__Work to complete__: Where a line of the entries holds the string "FetchCommand", copy that line.

++++ Source data

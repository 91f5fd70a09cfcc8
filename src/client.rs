use crate::{
    catalog::{
        CatalogClient,
        PokemonMetadata,
        SpeciesMetadata,
    },
    profiles::{
        self,
        Profile,
        ProfileDescriptor,
    },
    reaction::{
        self,
        SHOCK_DURATION,
    },
    scorebook::ScorebookClient,
    session::{
        Choice,
        DEX_END,
        DEX_START,
        DexId,
        Direction,
        NavError,
        RenderStyle,
        SessionPhase,
        SessionState,
    },
    ui,
};
use chrono::Utc;
use color_eyre::eyre::{
    Result,
    WrapErr,
    eyre,
};
use itertools::Itertools;
use rand::{
    Rng,
    rngs::ThreadRng,
};
use std::collections::{
    HashMap,
    HashSet,
};
use tokio::{
    sync::mpsc,
    time,
};
use tracing::{
    error,
    warn,
};

// How far past the current card the fetch worker reads ahead.
const PREFETCH_AHEAD: DexId = 2;
const ERROR_HISTORY: usize = 3;
const SHINY_ODDS: u32 = 4096;

const FRONTIER_NOTICE: &str = "You haven't Smashed or Passed this Pokemon yet!";

#[derive(Clone, Debug)]
pub struct AppConfig {
    pub api_url: String,
    pub score_url: Option<String>,
    pub profile: Option<String>,
    pub profile_dir: Option<String>,
    pub style: Option<RenderStyle>,
}

#[derive(Clone, Debug)]
pub struct AppSnapshot {
    pub current_id: DexId,
    pub phase: SessionPhase,
    pub smashes: u32,
    pub passes: u32,
    pub style: RenderStyle,
    pub display_name: Option<String>,
    pub pokemon: Option<PokemonMetadata>,
    pub species: Option<SpeciesMetadata>,
    pub background: Option<&'static str>,
    pub shiny: bool,
    pub seen_ending: bool,
    pub status: String,
    pub errors: Vec<String>,
    pub fault: Option<String>,
}

#[derive(Clone, Copy, Debug)]
struct PendingDecision {
    id: DexId,
    choice: Choice,
}

enum FetchCommand {
    Fetch(DexId),
    Shutdown,
}

enum FetchEvent {
    Loaded {
        id: DexId,
        pokemon: PokemonMetadata,
        species: Option<SpeciesMetadata>,
    },
    Failed {
        id: DexId,
        error: String,
    },
}

enum TaskEvent {
    ReactionDone { id: DexId },
    WriteFailed { id: DexId, error: String },
}

pub struct AppController {
    session: SessionState,
    catalog: CatalogClient,
    scorebook: Option<ScorebookClient>,
    profile: Option<Profile>,
    profile_descriptor: Option<ProfileDescriptor>,
    pokemon_cache: HashMap<DexId, PokemonMetadata>,
    species_cache: HashMap<DexId, SpeciesMetadata>,
    backgrounds: HashMap<DexId, &'static str>,
    shinies: HashMap<DexId, bool>,
    requested: HashSet<DexId>,
    pending: Option<PendingDecision>,
    seen_ending: bool,
    status: String,
    errors: Vec<String>,
    fault: Option<String>,
    rng: ThreadRng,
}

impl AppController {
    pub async fn new(config: AppConfig) -> Result<Self> {
        let catalog = CatalogClient::new(&config.api_url)?;

        let (profile, profile_descriptor) = match &config.profile {
            Some(name) => {
                let dir = profiles::resolve_profile_dir(config.profile_dir.as_deref())?;
                let descriptor = profiles::find_profile(&dir, name)?;
                let profile = profiles::load_profile(&descriptor)?;
                (Some(profile), Some(descriptor))
            }
            None => (None, None),
        };

        let scorebook = match &config.score_url {
            Some(url) => {
                if profile.is_none() {
                    return Err(eyre!(
                        "--score-url needs --profile to know whose score to keep"
                    ));
                }
                Some(ScorebookClient::new(url)?)
            }
            None => None,
        };

        let style = config
            .style
            .or(profile.as_ref().and_then(|p| p.style))
            .unwrap_or_default();

        let mut status = String::from("Ready");
        let session = match (&scorebook, &profile) {
            (Some(scorebook), Some(profile)) => {
                let score = scorebook
                    .get_score(&profile.user_id)
                    .await
                    .wrap_err("failed to fetch the recorded score for resume")?;
                match score {
                    Some(score) => {
                        status = format!(
                            "Welcome back, {}! {} decided so far.",
                            profile.display_name,
                            score.smash_count + score.pass_count
                        );
                        SessionState::resume(
                            score.highest_decided(),
                            score.smash_count,
                            score.pass_count,
                            style,
                        )
                    }
                    None => SessionState::new(style),
                }
            }
            _ => SessionState::new(style),
        };

        let seen_ending = session.phase() == SessionPhase::Completed;

        Ok(Self {
            session,
            catalog,
            scorebook,
            profile,
            profile_descriptor,
            pokemon_cache: HashMap::new(),
            species_cache: HashMap::new(),
            backgrounds: HashMap::new(),
            shinies: HashMap::new(),
            requested: HashSet::new(),
            pending: None,
            seen_ending,
            status,
            errors: Vec::new(),
            fault: None,
            rng: rand::rng(),
        })
    }

    fn set_status(&mut self, status: impl Into<String>) {
        self.status = status.into();
    }

    fn push_error(&mut self, message: String) {
        self.errors.push(message);
        if self.errors.len() > ERROR_HISTORY {
            self.errors.remove(0);
        }
    }

    fn mutations_blocked(&self) -> bool {
        self.fault.is_some()
    }

    fn ingest_entity(
        &mut self,
        id: DexId,
        pokemon: PokemonMetadata,
        species: Option<SpeciesMetadata>,
    ) {
        self.requested.remove(&id);
        tracing::debug!(
            id,
            name = %pokemon.name,
            types = %pokemon.types.iter().map(|kind| kind.name()).join("/"),
            "catalog entity cached"
        );
        if let Some(bg) = ui::pick_background(&pokemon.types, &mut self.rng) {
            self.backgrounds.insert(id, bg);
        }
        self.shinies
            .entry(id)
            .or_insert_with(|| self.rng.random_ratio(1, SHINY_ODDS));
        self.pokemon_cache.insert(id, pokemon);
        if let Some(species) = species {
            self.species_cache.insert(id, species);
        }
        if id == self.session.current_id() {
            self.fault = None;
        }
    }

    fn note_fetch_failure(&mut self, id: DexId, error: String) {
        self.requested.remove(&id);
        warn!(id, %error, "catalog fetch failed");
        if id == self.session.current_id() {
            self.fault = Some(format!("Couldn't reach the Pokémon catalog: {error}"));
        }
    }

    fn request_visible(&mut self, tx: &mpsc::UnboundedSender<FetchCommand>) {
        if self.fault.is_some() {
            return;
        }
        let current = self.session.current_id();
        for id in current..=current.saturating_add(PREFETCH_AHEAD) {
            if !(DEX_START..=DEX_END).contains(&id) {
                continue;
            }
            if self.pokemon_cache.contains_key(&id) || self.requested.contains(&id) {
                continue;
            }
            if tx.send(FetchCommand::Fetch(id)).is_ok() {
                self.requested.insert(id);
            }
        }
    }

    fn retry_fetch(&mut self, tx: &mpsc::UnboundedSender<FetchCommand>) {
        if self.fault.take().is_some() {
            self.set_status("Retrying catalog fetch...");
        }
        self.requested.remove(&self.session.current_id());
        self.request_visible(tx);
    }

    fn cancel_pending(&mut self, ui_state: &mut ui::UiState) {
        if self.pending.take().is_some() {
            ui_state.clear_shock();
        }
    }

    fn handle_advance(&mut self, ui_state: &mut ui::UiState) {
        if self.mutations_blocked() {
            return;
        }
        self.cancel_pending(ui_state);
        match self.session.advance() {
            Ok(()) => {}
            Err(NavError::Undecided) => self.set_status(FRONTIER_NOTICE),
            Err(NavError::OutOfRange) => {}
        }
    }

    fn handle_retreat(&mut self, ui_state: &mut ui::UiState) {
        if self.mutations_blocked() {
            return;
        }
        self.cancel_pending(ui_state);
        // Retreating never un-records a decision.
        let _ = self.session.retreat();
    }

    fn handle_swipe(
        &mut self,
        direction: Direction,
        ui_state: &mut ui::UiState,
        task_tx: &mpsc::UnboundedSender<TaskEvent>,
    ) {
        if self.mutations_blocked() {
            return;
        }
        if self.session.phase() == SessionPhase::Completed {
            return;
        }
        let Some(choice) = direction.choice() else {
            return;
        };
        // A second swipe-complete for the same card is dropped until the
        // pending commit resolves.
        if self.pending.is_some() {
            return;
        }
        let id = self.session.current_id();
        let species = self.species_cache.get(&id);
        match reaction::evaluate(species, id, direction) {
            Some(shock) => {
                self.pending = Some(PendingDecision { id, choice });
                ui_state.show_shock(&shock);
                self.set_status("...");
                let tx = task_tx.clone();
                tokio::spawn(async move {
                    time::sleep(SHOCK_DURATION).await;
                    let _ = tx.send(TaskEvent::ReactionDone { id });
                });
            }
            None => self.commit_decision(id, choice, task_tx),
        }
    }

    fn commit_pending(
        &mut self,
        id: DexId,
        task_tx: &mpsc::UnboundedSender<TaskEvent>,
    ) {
        let Some(pending) = self.pending.take() else {
            return;
        };
        // The player navigated away mid-shock: nothing is recorded.
        if pending.id != id || self.session.current_id() != id {
            return;
        }
        self.commit_decision(id, pending.choice, task_tx);
    }

    fn commit_decision(
        &mut self,
        id: DexId,
        choice: Choice,
        task_tx: &mpsc::UnboundedSender<TaskEvent>,
    ) {
        let Some(record) = self.session.record_decision(choice) else {
            return;
        };
        let name = self
            .pokemon_cache
            .get(&id)
            .map(PokemonMetadata::display_name)
            .unwrap_or_else(|| format!("#{id}"));
        match choice {
            Choice::Smash => self.set_status(format!("Smashed {name}!")),
            Choice::Pass => self.set_status(format!("Passed {name}.")),
        }
        if self.session.phase() == SessionPhase::Completed {
            self.seen_ending = true;
            self.set_status("That was the last one. Roll credits!");
        }
        if let (Some(scorebook), Some(profile)) = (&self.scorebook, &self.profile) {
            let scorebook = scorebook.clone();
            let user_id = profile.user_id.clone();
            let tx = task_tx.clone();
            // Fire and forget: the local session stays authoritative even if
            // the write never lands.
            tokio::spawn(async move {
                if let Err(err) = scorebook.record_choice(&user_id, &record).await {
                    error!(error = %err, id = record.id, "choice write failed");
                    let _ = tx.send(TaskEvent::WriteFailed {
                        id: record.id,
                        error: err.to_string(),
                    });
                }
            });
        }
    }

    fn cycle_style(&mut self) {
        self.session.style = self.session.style.next();
        self.set_status(format!("Card style: {}", self.session.style.as_str()));
    }

    fn replay_ending(&mut self, ui_state: &mut ui::UiState) {
        // Replay never touches the counters.
        if self.session.phase() == SessionPhase::Completed && self.seen_ending {
            ui_state.start_celebration();
        }
    }

    fn persist_profile(&mut self) {
        let (Some(descriptor), Some(profile)) = (
            self.profile_descriptor.as_ref(),
            self.profile.as_mut(),
        ) else {
            return;
        };
        profile.style = Some(self.session.style);
        profile.last_played_at = Some(Utc::now());
        if let Err(err) = profiles::save_profile(descriptor, profile) {
            warn!(error = %err, "failed to persist profile");
        }
    }

    fn build_snapshot(&self) -> AppSnapshot {
        let current = self.session.current_id();
        AppSnapshot {
            current_id: current,
            phase: self.session.phase(),
            smashes: self.session.smashes(),
            passes: self.session.passes(),
            style: self.session.style,
            display_name: self
                .profile
                .as_ref()
                .map(|profile| profile.display_name.clone()),
            pokemon: self.pokemon_cache.get(&current).cloned(),
            species: self.species_cache.get(&current).cloned(),
            background: self.backgrounds.get(&current).copied(),
            shiny: self.shinies.get(&current).copied().unwrap_or(false),
            seen_ending: self.seen_ending,
            status: self.status.clone(),
            errors: self.errors.clone(),
            fault: self.fault.clone(),
        }
    }
}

++++++++

__Reply__:
enum FetchCommand {
    fn request_visible(&mut self, tx: &mpsc::UnboundedSender<FetchCommand>) {
            if tx.send(FetchCommand::Fetch(id)).is_ok() {
    fn retry_fetch(&mut self, tx: &mpsc::UnboundedSender<FetchCommand>) {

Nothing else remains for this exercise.